Orlando TSOs Stop Screening Privatization Attempt in Its Tracks
After over 18 months of tireless efforts to push back against unnecessary security privatization, AFGE Local 556 members at Orlando Airport have finally seen the fruits of their labor. The Greater Orlando Airport Authority (GOAA) recently chose to maintain federal security screeners at the airport checkpoints rather than hiring private, for-profit contractors.
TSA officers have done an outstanding job protecting the flying public in Orlando and around the country. Close to 98,000 passengers travel through Orlando International Airport every day, and over 35 million do so annually. TSA’s record of excellence in securing the safe operation of Orlando International Airport for over 13 years speaks for itself.
AFGE is concerned, however, about the new series of screening standards recommended to the Airport Authority by GOAA’s TSA Committee in its announcement. Congress created TSA to achieve a high standard of security for all U.S. airports. Now, it is suggested that GOAA create its own standards for security screening, which put a premium on speed over diligence.

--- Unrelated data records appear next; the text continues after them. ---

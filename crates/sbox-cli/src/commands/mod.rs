pub mod admin;
pub mod dispatch;
pub mod feed;
pub mod schema;
pub mod shared;
pub mod stats;
pub mod submit;
//! Millisecond clocks used for ids, creation times, and session expiry.

use std::cell::Cell;

pub trait Clock {
    /// Milliseconds since the Unix epoch.
    fn now_ms(&self) -> i64;
}

/// Wall clock.
#[derive(Debug, Clone, Copy, Default)]
pub struct SystemClock;

impl Clock for SystemClock {
    fn now_ms(&self) -> i64 {
        chrono::Utc::now().timestamp_millis()
    }
}

/// Manually driven clock for deterministic callers and tests.
#[derive(Debug, Default)]
pub struct ManualClock {
    now: Cell<i64>,
}

impl ManualClock {
    #[must_use]
    pub const fn new(start_ms: i64) -> Self {
        Self {
            now: Cell::new(start_ms),
        }
    }

    pub fn advance(&self, delta_ms: i64) {
        self.now.set(self.now.get() + delta_ms);
    }
}

impl Clock for ManualClock {
    fn now_ms(&self) -> i64 {
        self.now.get()
    }
}

impl<C: Clock + ?Sized> Clock for &C {
    fn now_ms(&self) -> i64 {
        (**self).now_ms()
    }
}
//! Demo records for an empty dashboard.

use sbox_core::entities::Suggestion;
use sbox_core::enums::SuggestionStatus;
use sbox_core::ids::SuggestionId;

const DAY_MS: i64 = 86_400_000;

/// Three sample suggestions, one per open triage stage, created one, two and
/// three days before `now_ms`.
#[must_use]
pub fn sample_suggestions(now_ms: i64) -> Vec<Suggestion> {
    vec![
        Suggestion {
            id: SuggestionId::new(now_ms - 1_000),
            department: "Faculty of Technoscience".into(),
            tag: "Infrastructure".into(),
            text: "The labs are too small for the number of students we have. \
                   We need larger lab spaces or additional lab sessions."
                .into(),
            status: SuggestionStatus::Implemented.into(),
            admin_response: "Thank you for your suggestion. We have allocated additional \
                             lab space and extended lab hours starting next semester."
                .into(),
            created: now_ms - DAY_MS,
        },
        Suggestion {
            id: SuggestionId::new(now_ms - 2_000),
            department: "Faculty of Science".into(),
            tag: "Academic".into(),
            text: "We need more research materials in the library for advanced physics courses."
                .into(),
            status: SuggestionStatus::InReview.into(),
            admin_response: String::new(),
            created: now_ms - 2 * DAY_MS,
        },
        Suggestion {
            id: SuggestionId::new(now_ms - 3_000),
            department: "Library".into(),
            tag: "Student Welfare".into(),
            text: "Extend library hours during exam periods to accommodate students \
                   who prefer late-night studying."
                .into(),
            status: SuggestionStatus::Pending.into(),
            admin_response: String::new(),
            created: now_ms - 3 * DAY_MS,
        },
    ]
}

#[cfg(test)]
mod tests {
    use super::*;
    use pretty_assertions::assert_eq;

    #[test]
    fn samples_cover_three_stages_newest_first() {
        let samples = sample_suggestions(10 * DAY_MS);
        let statuses: Vec<_> = samples.iter().map(|s| s.status.as_str()).collect();
        assert_eq!(statuses, vec!["Implemented", "In Review", "Pending"]);
        assert!(samples.windows(2).all(|w| w[0].created > w[1].created));
        assert!(samples[0].has_response());
        assert!(!samples[1].has_response());
    }

    #[test]
    fn sample_ids_are_unique() {
        let samples = sample_suggestions(10 * DAY_MS);
        let mut ids: Vec<_> = samples.iter().map(|s| s.id).collect();
        ids.sort();
        ids.dedup();
        assert_eq!(ids.len(), 3);
    }
}
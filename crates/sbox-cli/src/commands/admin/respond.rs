use sbox_store::ResponseDraft;

use crate::cli::GlobalFlags;
use crate::commands::shared::parse::{parse_id, parse_status};
use crate::context::AppContext;
use crate::output::output;

pub fn run(
    id: &str,
    response: &str,
    status: Option<&str>,
    ctx: &mut AppContext,
    flags: &GlobalFlags,
) -> anyhow::Result<()> {
    let id = parse_id(id)?;
    let status = status.map(parse_status).transpose()?;

    let mut draft = ResponseDraft::open(&mut ctx.repo, id)?.with_response(response);
    if let Some(status) = status {
        draft = draft.with_status(status);
    }

    let updated = draft.submit(&mut ctx.repo)?;
    output(&updated, flags.format)
}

We are urging TSA to take all necessary steps to ensure that staffing levels are sufficient and all checkpoint lanes are open. Our TSOs can meet any standard that is set for them as long as they are not set up to fail by short staffing and restricted checkpoint operations. AFGE believes federal TSA officers are committed to providing security that is fully integrated into TSA operations.
Detroit TSA Officers Demand Stronger Security Measures for Officers
TSA officers at the Detroit Metropolitan Wayne County Airport staged a protest on April 1 demanding new security measures to protect passengers and employees in airport security screening areas in light of increased threats.
AFGE is calling for a new unit of armed law enforcement officers within TSA to protect checkpoints in the aftermath of the recent New Orleans Airport attack and the tragic 2013 shooting at Los Angeles International Airport.
“We come to work every day to protect our skies and keep our country safe from individuals who want to inflict harm on the flying public,” said AFGE Local 778 President Vaughn Glenn. “Now the TSOs themselves are becoming targets of violence, and we need to be prepared before the next tragedy strikes.”
More than 30 TSOs were joined by Congresswoman Debbie Dingell (D-MI), AFGE 7th District National Vice President Dorothy James, AFGE TSA Council 100 President Hydrick Thomas, AFGE TSA Council 100 Executive Vice President Alan Jackimowicz, and Michigan AFL-CIO President Karla Swift.
“It is clear additional measures are needed to protect screening areas, passengers and the brave individuals who are on the front lines of protecting our skies and preventing another 9/11,” said Congresswoman Dingell. “It should not take another tragedy to spur us to action. I will work with other members across the aisle to see how we can support these workers and their needs.”
Pregnant TSO Reinstated After Wrongful Firing
This should have been the happiest time in Amanda Kincannon’s life. Amanda, a 32-year-old transportation security officer in Detroit, learned last fall that she’s expecting her first child this month. But instead of shopping for baby clothes and preparing a nursery, Amanda has spent the past few months filing for unemployment and preparing court documents.
That’s because TSA fired Amanda in February, stating that her pregnancy “adversely impacts safe and effective performance of job tasks.”
TSA first proposed Amanda’s removal in August, stating that her years of struggles with endometriosis made her medically disqualified for her TSO job. Amanda had been experiencing chronic pelvic pain due to her illness and even had surgery to alleviate some of the pain. But instead of working with Amanda, a 10-year veteran of the agency, to accommodate her condition, TSA decided to fire her.
Then Amanda discovered she was pregnant. The pregnancy should have saved her job, since her endometriosis went into remission. Instead, TSA ruled that her pregnancy itself made her unfit for duty.
“Now that I’m pregnant, they don’t want me to come back to work,” Amanda said after her termination.
AFGE stepped in and fought to protect Amanda’s job, filing an appeal with TSA’s internal review board. Just this week, Amanda got the news that the board had overturned her removal, determining that TSA violated her right to due process by failing to provide her with all of the documentation used to remove her.
The win is great news for Amanda, who will welcome her baby at the end of April. But other officers still remain at risk.
As unbelievable as it may seem, TSA believes it is legally allowed to fire pregnant workers since the agency doesn’t have to abide by workforce rules followed by most public- and private-sector employers. Until that changes, more employees like Amanda will remain in jeopardy.
AFGE knows TSA is wrong. It is illegal to discriminate against an employee because she is pregnant.
All TSA employees should become union members and join the fight to change the unfair working conditions – like firing pregnant women – that exist at TSA.